La mayoría sólo se sentirán testigos involuntarios y lavarán su conciencia, tratarán de evadir el difícil trance vivido; otros se sentirán culpables por no haber descubierto las armas, la condición emocional de presunto culpable (según el debido proceso, se dice), sus delirios o su depresión, la muerte de la madre y la aparente ausencia del padre, el acoso (buling, le dicen) escolar, el deseo de “ser alguien” en la globalización anónima.
El abandono.
La soledad, pues. ¿Alguien puede imaginar la soledad y sus demonios en un niño de once años?
Una soledad interna expuesta a muchos factores externos, entre ellos la violencia familiar, la violencia social, la presión social (en este caso escolar), la presión interior, la presión propia (alguien puede imaginar siquiera qué pensaba este niño).
Yo no.
El escribidor no estudió más psicología que dos cursos absolutamente diferentes, uno en el bachillerato y otro en la universidad. Insuficientes para cualquier diagnóstico, pero que ofrecieron algunas armas para preguntar. Por eso se sorprende que haya en las redes sociales tantos presuntos psicólogos, psiquiatras, expertos en la conducta y comportamiento humanos y sociólogos, quienes en dos segundos diagnostican y dictaminan sin mayores datos ni conocimientos, pero que tienen o eso creen una superioridad moral que les ofrece su teléfono inteligente o su computadora portátil o de escritorio, como en la que también se escribe este texto.
Lo único claro es que ese niño de once años, asesino él, es producto de la sociedad mexicana del siglo XXI y, seguramente, de los años atrás, por sus padres, por sus abuelos, por su familia, por sus compañeros, por sus amigos, por su entorno social.
Sí, claro, por supuesto, muchos otros niños estuvieron expuestos a los mismo y no son, hasta ahora, asesinos… y ojalá no lo sean.

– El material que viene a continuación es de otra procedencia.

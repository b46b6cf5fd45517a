use std::sync::Arc;
use std::time::Duration;

use log::{debug, error, info, warn};

use crate::attack_state::{AttackConfig, AttackState, SequenceMode};
use crate::command::CommandCode;
use crate::error::{GlitchError, Result};
use crate::events::{AttackEvent, EventSink};
use crate::transport::SerialTransport;

/// Behaviour of the trigger loop around the pulse sequences.
///
/// # Fields
///
/// * `idle_poll` - Longest wait for a trigger before the stop flag is checked again.
/// * `arm_settle` - Delay between ARM and the first PULSE in full mode.
/// * `hold_until_reset` - After firing, ignore triggers until the victim reports its reset marker.
#[derive(Clone, Copy, Debug, PartialEq, Eq)]
pub struct TriggerOptions {
    pub idle_poll: Duration,
    pub arm_settle: Duration,
    pub hold_until_reset: bool,
}

impl Default for TriggerOptions {
    fn default() -> Self {
        Self {
            idle_poll: Duration::from_millis(50),
            arm_settle: Duration::ZERO,
            hold_until_reset: false,
        }
    }
}

/// Why the trigger loop ended
#[derive(Debug)]
pub enum TriggerExit {
    Cancelled,
    ConnectionFailed(GlitchError),
}

#[derive(Debug)]
pub struct TriggerReport {
    pub exit: TriggerExit,
    /// Sequences that sent every pulse, a cancelled one is not counted
    pub sequences: usize,
    pub pulses_sent: usize,
    /// Sequences aborted by a failed send
    pub send_failures: usize,
}

/// Drives the fault board whenever the victim monitor raised a trigger.
///
/// This is the only writer to the fault board. Each consumed trigger runs
/// exactly one pulse sequence from a snapshot of the attack configuration,
/// so a reconfiguration only applies to the next sequence.
pub struct AttackTrigger {
    transport: SerialTransport,
    state: Arc<AttackState>,
    options: TriggerOptions,
    events: EventSink,
    sequences: usize,
    pulses_sent: usize,
    send_failures: usize,
}

impl AttackTrigger {
    pub fn new(
        transport: SerialTransport,
        state: Arc<AttackState>,
        options: TriggerOptions,
        events: EventSink,
    ) -> Self {
        Self {
            transport,
            state,
            options,
            events,
            sequences: 0,
            pulses_sent: 0,
            send_failures: 0,
        }
    }

    /// Wait for triggers and fire until the attack loop is cancelled.
    ///
    /// # Returns
    ///
    /// * `TriggerReport` - Exit reason and counters. The fault board transport
    ///   is closed when this returns.
    ///
    /// # Loop Behavior
    ///
    /// 1. While held, pending triggers are dropped until the victim re-arms the loop
    /// 2. Otherwise wait up to `idle_poll` for a trigger
    /// 3. Fire one sequence, then sleep the cooldown
    /// 4. Triggers raised during the sequence or the cooldown are discarded
    ///
    /// A failed send aborts the running sequence only. The loop keeps going.
    pub fn run(mut self) -> TriggerReport {
        let exit = self.trigger_loop();
        self.transport.close();
        info!(
            "Attack trigger stopped ({:?}), {} sequences, {} pulses",
            exit, self.sequences, self.pulses_sent
        );
        TriggerReport {
            exit,
            sequences: self.sequences,
            pulses_sent: self.pulses_sent,
            send_failures: self.send_failures,
        }
    }

    fn trigger_loop(&mut self) -> TriggerExit {
        if let Err(e) = self.transport.open() {
            error!("Fault board unavailable: {}", e);
            self.events.error(format!("Fault board unavailable: {}", e));
            return TriggerExit::ConnectionFailed(e);
        }
        self.events.info(format!(
            "Fault board ready on {}",
            self.transport.settings().port
        ));

        while !self.state.is_attack_loop_cancelled() {
            if self.state.is_attack_loop_held() {
                if self.state.discard_held_trigger() {
                    debug!("Trigger ignored, waiting for victim reset");
                }
                self.state.pause(self.options.idle_poll);
                continue;
            }
            if !self.state.wait_for_trigger(self.options.idle_poll) {
                continue;
            }

            let config = self.state.config();
            if self.options.hold_until_reset {
                self.state.hold_attack_loop();
            }
            info!("Trigger consumed, firing {} pulses", config.pulse_count);
            if let Err(e) = self.fire_sequence(&config) {
                self.send_failures += 1;
                warn!("Pulse sequence aborted: {}", e);
                self.events.error(format!("Pulse sequence aborted: {}", e));
            }

            self.state.pause(config.post_trigger_cooldown);
            self.state.clear_trigger();
        }
        TriggerExit::Cancelled
    }

    /// Run a single pulse sequence with the current configuration.
    ///
    /// Used by the loop for every trigger and directly for standalone attacks.
    ///
    /// # Returns
    ///
    /// * `Ok(u32)` - Number of pulses sent.
    /// * `Err(GlitchError)` - The fault board rejected a command.
    pub fn fire_once(&mut self) -> Result<u32> {
        let config = self.state.config();
        self.fire_sequence(&config)
    }

    fn fire_sequence(&mut self, config: &AttackConfig) -> Result<u32> {
        if config.pulse_count == 0 {
            self.events.info("Pulse count is zero, nothing to fire");
            return Ok(0);
        }
        // Drop whatever the fault board echoed since the last sequence
        if let Err(e) = self.transport.reset_buffers() {
            debug!("Could not clear fault board buffers: {}", e);
        }
        self.events.emit(AttackEvent::SequenceStarted {
            pulses: config.pulse_count,
        });

        let framed = config.mode == SequenceMode::Full;
        if framed {
            self.send(CommandCode::Arm)?;
            self.state.pause(self.options.arm_settle);
        }
        let pulses = self.send_pulses(config);
        // Never leave the board armed, even after a failed pulse
        let disarm = if framed {
            self.send(CommandCode::Disarm)
        } else {
            Ok(())
        };
        let sent = pulses?;
        disarm?;

        if sent < config.pulse_count {
            self.events.info(format!(
                "Sequence cut short after {} of {} pulses",
                sent, config.pulse_count
            ));
            return Ok(sent);
        }
        self.sequences += 1;
        self.events.emit(AttackEvent::SequenceFinished { pulses: sent });
        Ok(sent)
    }

    fn send_pulses(&mut self, config: &AttackConfig) -> Result<u32> {
        let mut sent = 0;
        for index in 1..=config.pulse_count {
            if self.state.is_attack_loop_cancelled()
                || (index > 1 && !self.state.pause(config.pulse_interval))
            {
                debug!("Sequence cut short after {} pulses", sent);
                break;
            }
            self.send(CommandCode::Pulse)?;
            sent += 1;
            self.pulses_sent += 1;
            self.events.emit(AttackEvent::PulseSent {
                index,
                total: config.pulse_count,
            });
        }
        Ok(sent)
    }

    fn send(&mut self, command: CommandCode) -> Result<()> {
        self.transport.send_command(command)?;
        self.events.emit(AttackEvent::CommandSent(command));
        Ok(())
    }
}
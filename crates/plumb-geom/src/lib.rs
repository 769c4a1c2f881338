//! Plumb geometry crate.
//!
//! Value-type points, sizes and rects plus the two engines layout code
//! leans on: anchor alignment and device-pixel snapping. Everything here is
//! a pure function over `Copy` values; the only ambient input, the device
//! scale, is passed in through [`ScaleProvider`].

pub mod coords;
pub mod align;
pub mod snap;
pub mod scale;

pub use align::{align, Anchor, Axis, HorizontalAnchor, VerticalAnchor};
pub use coords::{mix, CoordinateSpace, Point, Rect, Size, Vertex};
pub use scale::{ScaleFn, ScaleProvider};
pub use snap::{snap, snap_in, PixelGrid, PixelSnap, RectSnap, Rounding};
//! Plumb studio: opens a window and logs how a small layout aligns and
//! snaps against the live device scale. Move the window between monitors
//! to watch the snapped values change.

mod app;
mod layout;

use anyhow::Result;
use plumb_platform::logging::{init_logging, LoggingConfig};

fn main() -> Result<()> {
    init_logging(LoggingConfig::default());
    app::run(app::StudioConfig::default())
}
//! Device scale providers backed by winit.
//!
//! winit reports scale factors as `f64` physical pixels per logical pixel;
//! these adapters narrow them to the `f32` the geometry crate works in and
//! report unusable values as absent.

mod winit;

pub use self::winit::{scale_from_factor, MonitorScale, WindowScale};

Culpar de la violencia sólo a los videojuegos o a la televisión o al cine o a los cómics o a la lectura de la violencia es una salida fácil o una puerta falsa. Una postura cómoda, liberadora, lavado de conciencia.
¿Fue el Estado? Pues tampoco, aunque no está exento.
¿Todos somos Torreón? Piénsele.
En este México nuestro por cada homicidio (más de 35,000 en el año 2019; sí, sí, sí, ya sé, antes también hubo miles de asesinatos, pero nunca como en el 2019) hay otros tantos asesinos, todos mexicanos y esos asesinos también tienen padre, madre, hermanos, abuelos, tíos, amigos, compañeros, esposas… Son el ejemplo. Los asesinados están en las tumbas, a lo mejor desaparecidos; los asesinos están libres, impunes en su inmensa mayoría.
Éste es nuestro México. Ni modo; nos guste o no. El de la impunidad campante, nuestro producto. (Sí, el escribidor sabe que hay mexicanos buenos, pero la evidencia es que los malos ya los superaron. Se sabe, desde la época mora en lo que hoy es España, que Dios ayuda a los buenos, siempre y cuando sean más que los malos).
Hoy nos repudiamos, escandalizamos, compadecemos a un niño de once años asesino ya escucho y leo: “¡lo está revictimatizando!”, que no es el primero ni el único ni lamentablemente será el último, y tenemos que llorar, parafraseando a Hemingway, por nosotros mismos.
P.D. Por cierto, es absolutamente plausible, sin regateo alguno, que el Señor Presidente de la República haya mostrado su pesar y haya enviado sus condolencias a los involucrados en le horror de Torreón. Con sinceridad, ¡aplausos! y también una petición: sería posible que mostrase esa misma empatía con los familiares de niños con cáncer que mueren por falta de medicamentos y tratamientos en los hospitales públicos (a donde van quienes no pueden pagar la medicina privada) y que haya medicinas para que ya no mueran más… también para los adultos.